Some of these doctrines are shared by non-fundamentalists. Catholics and many mainline Protestants (Presbyterians, Episcopalians, etc) believe in the divinity of Jesus (the Resurrection), but do not believe in inerrancy of the scriptures. Nor do they interpret scripture in a simple-minded, literal way. They also accept evolution (although they might believe that God directed the process in some subtle fashion).

There are also evangelicals who believe in evolution, who believe that the Bible is inspired and infallible. They just don't insist on a literal reading of Genesis 1 - 3, taking "days" to mean "ages".

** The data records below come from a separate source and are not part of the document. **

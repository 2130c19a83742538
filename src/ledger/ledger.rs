use std::collections::BTreeMap;

use tracing::debug;

use crate::domain::{
    transaction::ValidatedEntry, Category, EntryLabel, Month, RecordRequest, SourceType,
    Subcategory, Transaction,
};
use crate::errors::{LedgerError, LedgerResult};

use super::allocation::AllocationPolicy;
use super::series::MonthlySeries;

const RELATIVE_TOLERANCE: f64 = 1e-6;

/// Monthly series kept for one category. Simple categories leave the
/// breakdown empty.
#[derive(Debug, Clone, Default, PartialEq)]
pub struct CategoryBook {
    pub total: MonthlySeries,
    pub breakdown: BTreeMap<Subcategory, MonthlySeries>,
    /// Sum of absolute amounts per month. Bounds every partial sum of the
    /// month's entries.
    volume: MonthlySeries,
}

impl CategoryBook {
    fn for_category(category: Category) -> Self {
        Self {
            total: MonthlySeries::zeroed(),
            breakdown: category
                .subcategories()
                .iter()
                .map(|sub| (*sub, MonthlySeries::zeroed()))
                .collect(),
            volume: MonthlySeries::zeroed(),
        }
    }

    fn add(&mut self, month: Month, amount: f64, subcategory: Option<Subcategory>) {
        self.total.add(month, amount);
        self.volume.add(month, amount.abs());
        if let Some(sub) = subcategory {
            self.breakdown.entry(sub).or_default().add(month, amount);
        }
    }

    /// Whether adding `amount` keeps the book's annual volume finite.
    fn can_absorb(&self, amount: f64) -> bool {
        (self.volume.sum() + amount.abs()).is_finite()
    }
}

/// Result of a successful [`Ledger::record`].
#[derive(Debug, Clone, PartialEq)]
pub struct RecordOutcome {
    pub category: Category,
    pub category_total: f64,
    pub transactions: Vec<Transaction>,
}

/// Aggregate root owning every monthly series and the transaction history.
#[derive(Debug, Clone, PartialEq)]
pub struct Ledger {
    books: BTreeMap<Category, CategoryBook>,
    transactions: Vec<Transaction>,
}

impl Default for Ledger {
    fn default() -> Self {
        Self::new()
    }
}

impl Ledger {
    pub fn new() -> Self {
        Self {
            books: Category::ALL
                .into_iter()
                .map(|category| (category, CategoryBook::for_category(category)))
                .collect(),
            transactions: Vec::new(),
        }
    }

    /// Single mutation entry point. Validates the whole request before
    /// touching any state, so a rejected request leaves the ledger unchanged.
    pub fn record(&mut self, request: &RecordRequest) -> LedgerResult<RecordOutcome> {
        let entry = request.validate()?;
        if entry.kind != entry.category {
            return Err(LedgerError::invalid(format!(
                "category `{}` does not match entry type `{}`",
                entry.category, entry.kind
            )));
        }

        self.check_capacity(&entry)?;

        let appended = self.apply(entry);
        debug_assert!(self.verify().is_ok(), "{:?}", self.verify());

        Ok(RecordOutcome {
            category: entry.category,
            category_total: self.category_total(entry.category),
            transactions: appended,
        })
    }

    fn apply(&mut self, entry: ValidatedEntry) -> Vec<Transaction> {
        let ValidatedEntry {
            kind,
            category,
            month,
            amount,
            subcategory,
        } = entry;

        let mut appended = Vec::with_capacity(3);
        self.book_mut(category).add(month, amount, subcategory);
        appended.push(Transaction::new(
            SourceType::from(kind),
            category,
            subcategory.map(EntryLabel::Named),
            month,
            amount,
        ));
        debug!(%category, month = month.index(), amount, ?subcategory, "recorded entry");

        if kind == Category::Income {
            let allocation = AllocationPolicy::derive_from_income(amount);
            self.book_mut(Category::Savings).add(month, allocation.savings, None);
            self.book_mut(Category::Charity).add(month, allocation.charity, None);
            appended.push(Transaction::automatic(
                Category::Savings,
                month,
                allocation.savings,
            ));
            appended.push(Transaction::automatic(
                Category::Charity,
                month,
                allocation.charity,
            ));
            debug!(
                savings = allocation.savings,
                charity = allocation.charity,
                "applied automatic allocation"
            );
        }

        self.transactions.extend(appended.iter().cloned());
        appended
    }

    /// Rejects amounts that would overflow any affected series.
    fn check_capacity(&self, entry: &ValidatedEntry) -> LedgerResult<()> {
        let mut affected = vec![(entry.category, entry.amount)];
        if entry.kind == Category::Income {
            let allocation = AllocationPolicy::derive_from_income(entry.amount);
            affected.push((Category::Savings, allocation.savings));
            affected.push((Category::Charity, allocation.charity));
        }
        for (category, amount) in affected {
            let fits = self
                .book(category)
                .map_or(amount.is_finite(), |book| book.can_absorb(amount));
            if !fits {
                return Err(LedgerError::invalid(format!(
                    "amount {} would overflow the {category} totals",
                    entry.amount
                )));
            }
        }
        Ok(())
    }

    fn book_mut(&mut self, category: Category) -> &mut CategoryBook {
        self.books
            .entry(category)
            .or_insert_with(|| CategoryBook::for_category(category))
    }

    pub fn book(&self, category: Category) -> Option<&CategoryBook> {
        self.books.get(&category)
    }

    /// Annual total of a category; for compound categories this is the
    /// `total` series, which may exceed the breakdown sum.
    pub fn category_total(&self, category: Category) -> f64 {
        self.series(category).sum()
    }

    pub fn series(&self, category: Category) -> MonthlySeries {
        self.book(category)
            .map(|book| book.total)
            .unwrap_or_default()
    }

    pub fn subcategory_series(&self, category: Category, sub: Subcategory) -> MonthlySeries {
        self.book(category)
            .and_then(|book| book.breakdown.get(&sub).copied())
            .unwrap_or_default()
    }

    pub fn transactions(&self) -> &[Transaction] {
        &self.transactions
    }

    pub fn transaction_count(&self) -> usize {
        self.transactions.len()
    }

    /// Checks that every compound total equals its breakdown plus the entries
    /// recorded without a subcategory, and that every series value equals the
    /// sum of the logged amounts behind it.
    pub fn verify(&self) -> LedgerResult<()> {
        for category in Category::ALL {
            let book = self.book(category).cloned().unwrap_or_default();
            for month in Month::all() {
                let total = book.total.get(month);
                let scale = book.volume.get(month);
                if category.is_compound() {
                    let breakdown_sum: f64 = book.breakdown.values().map(|s| s.get(month)).sum();
                    let unattributed =
                        self.logged_amount(category, month, |txn| txn.subcategory.is_none());
                    if !approx_eq(breakdown_sum + unattributed, total, scale) {
                        return Err(LedgerError::InvariantViolation(format!(
                            "{category} {month}: subcategories sum to {breakdown_sum} \
                             plus {unattributed} unattributed, total is {total}"
                        )));
                    }
                }

                let logged = self.logged_amount(category, month, |_| true);
                if !approx_eq(logged, total, scale) {
                    return Err(LedgerError::InvariantViolation(format!(
                        "{category} {month}: series holds {total}, log holds {logged}"
                    )));
                }

                for (sub, series) in &book.breakdown {
                    let logged = self.logged_amount(category, month, |txn| {
                        txn.subcategory.and_then(EntryLabel::subcategory) == Some(*sub)
                    });
                    if !approx_eq(logged, series.get(month), scale) {
                        return Err(LedgerError::InvariantViolation(format!(
                            "{category}/{sub} {month}: series holds {}, log holds {logged}",
                            series.get(month)
                        )));
                    }
                }
            }
        }
        Ok(())
    }

    fn logged_amount<F>(&self, category: Category, month: Month, filter: F) -> f64
    where
        F: Fn(&Transaction) -> bool,
    {
        self.transactions
            .iter()
            .filter(|txn| txn.category == category && txn.month == month && filter(txn))
            .map(|txn| txn.amount)
            .sum()
    }
}

/// Compares two sums of the same entries taken in different orders. The
/// rounding error of either is bounded by the entries' absolute volume.
fn approx_eq(a: f64, b: f64, volume: f64) -> bool {
    (a - b).abs() <= RELATIVE_TOLERANCE * volume.max(1.0)
}

#[cfg(test)]
mod tests {
    use super::*;

    fn assert_close(actual: f64, expected: f64) {
        assert!(
            approx_eq(actual, expected, expected.abs()),
            "expected {expected}, got {actual}"
        );
    }

    #[test]
    fn new_ledger_is_zeroed() {
        let ledger = Ledger::new();
        for category in Category::ALL {
            assert_eq!(ledger.category_total(category), 0.0);
        }
        assert_eq!(ledger.transaction_count(), 0);
        assert!(ledger.verify().is_ok());
    }

    #[test]
    fn income_triggers_allocation() {
        let mut ledger = Ledger::new();
        let outcome = ledger
            .record(
                &RecordRequest::for_category(Category::Income, 0, 1000.0)
                    .with_subcategory("Salary"),
            )
            .unwrap();

        assert_eq!(outcome.category, Category::Income);
        assert_close(outcome.category_total, 1000.0);
        assert_eq!(outcome.transactions.len(), 3);
        assert_close(ledger.category_total(Category::Savings), 100.0);
        assert_close(ledger.category_total(Category::Charity), 50.0);

        let auto: Vec<_> = ledger
            .transactions()
            .iter()
            .filter(|txn| txn.is_automatic())
            .collect();
        assert_eq!(auto.len(), 2);
        assert_eq!(auto[0].category, Category::Savings);
        assert_eq!(auto[1].category, Category::Charity);
    }

    #[test]
    fn simple_categories_reject_subcategories() {
        let mut ledger = Ledger::new();
        let err = ledger
            .record(
                &RecordRequest::for_category(Category::Savings, 2, 10.0).with_subcategory("Other"),
            )
            .unwrap_err();
        assert!(matches!(err, LedgerError::InvalidInput(_)));
        assert_eq!(ledger.transaction_count(), 0);
    }

    #[test]
    fn mismatched_category_and_type_is_rejected() {
        let mut ledger = Ledger::new();
        let request = RecordRequest::new("Income", "Expense", 1, 10.0);
        assert!(ledger.record(&request).is_err());
        assert_eq!(ledger, Ledger::new());
    }

    #[test]
    fn verify_detects_drift_between_log_and_series() {
        let mut ledger = Ledger::new();
        ledger
            .record(&RecordRequest::for_category(Category::Loan, 3, 40.0))
            .unwrap();
        ledger
            .book_mut(Category::Loan)
            .total
            .add(Month::new(3).unwrap(), 1.0);
        let err = ledger.verify().unwrap_err();
        assert!(matches!(err, LedgerError::InvariantViolation(ref msg) if msg.contains("Loan")));
    }

    #[test]
    fn verify_detects_breakdown_diverging_from_total() {
        let mut ledger = Ledger::new();
        ledger
            .book_mut(Category::Expense)
            .breakdown
            .entry(Subcategory::Groceries)
            .or_default()
            .add(Month::JANUARY, 5.0);
        assert!(matches!(
            ledger.verify(),
            Err(LedgerError::InvariantViolation(_))
        ));
    }
}
#![allow(dead_code)]

use std::{path::PathBuf, sync::Mutex};

use fintrack::domain::{Category, RecordRequest};
use fintrack::ledger::Ledger;
use once_cell::sync::Lazy;
use tempfile::TempDir;

/// Holds TempDir guards so temporary folders live for the duration of the test run.
static TEST_DIRS: Lazy<Mutex<Vec<TempDir>>> = Lazy::new(|| Mutex::new(Vec::new()));

/// Creates an isolated application home directory for a test.
pub fn temp_home() -> PathBuf {
    let temp = TempDir::new().expect("create temp dir");
    let path = temp.path().to_path_buf();
    TEST_DIRS.lock().expect("lock temp dir registry").push(temp);
    path
}

pub fn record(ledger: &mut Ledger, category: Category, month: i64, amount: f64, sub: Option<&str>) {
    let mut request = RecordRequest::for_category(category, month, amount);
    if let Some(sub) = sub {
        request = request.with_subcategory(sub);
    }
    ledger.record(&request).expect("valid record");
}

pub fn assert_close(actual: f64, expected: f64) {
    assert!(
        (actual - expected).abs() <= 1e-9 * expected.abs().max(1.0),
        "expected {expected}, got {actual}"
    );
}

To make things still murkier, it should be mentioned that political divisions cut across doctrinal lines in an often confusing manner. There are left-wing evangelicals (Jim Wallis is a good example, there are others). Certainly, there are liberals in the mainline denominations. But the fundamentalist megachurches are as a rule strongly right-wing. We have one in the Louisville area, which locals refer to as Six Flags Over Jesus. 18,000 members. By the way, they're having a conference in May about how homosexuals can become straight. (They had a three-sermon series in October about marriage, right before the election, when there was a anti-gay-marriage ballot measure in Kentucky; they also put billboards up all over town about marriage being for one man, one woman. How nice.)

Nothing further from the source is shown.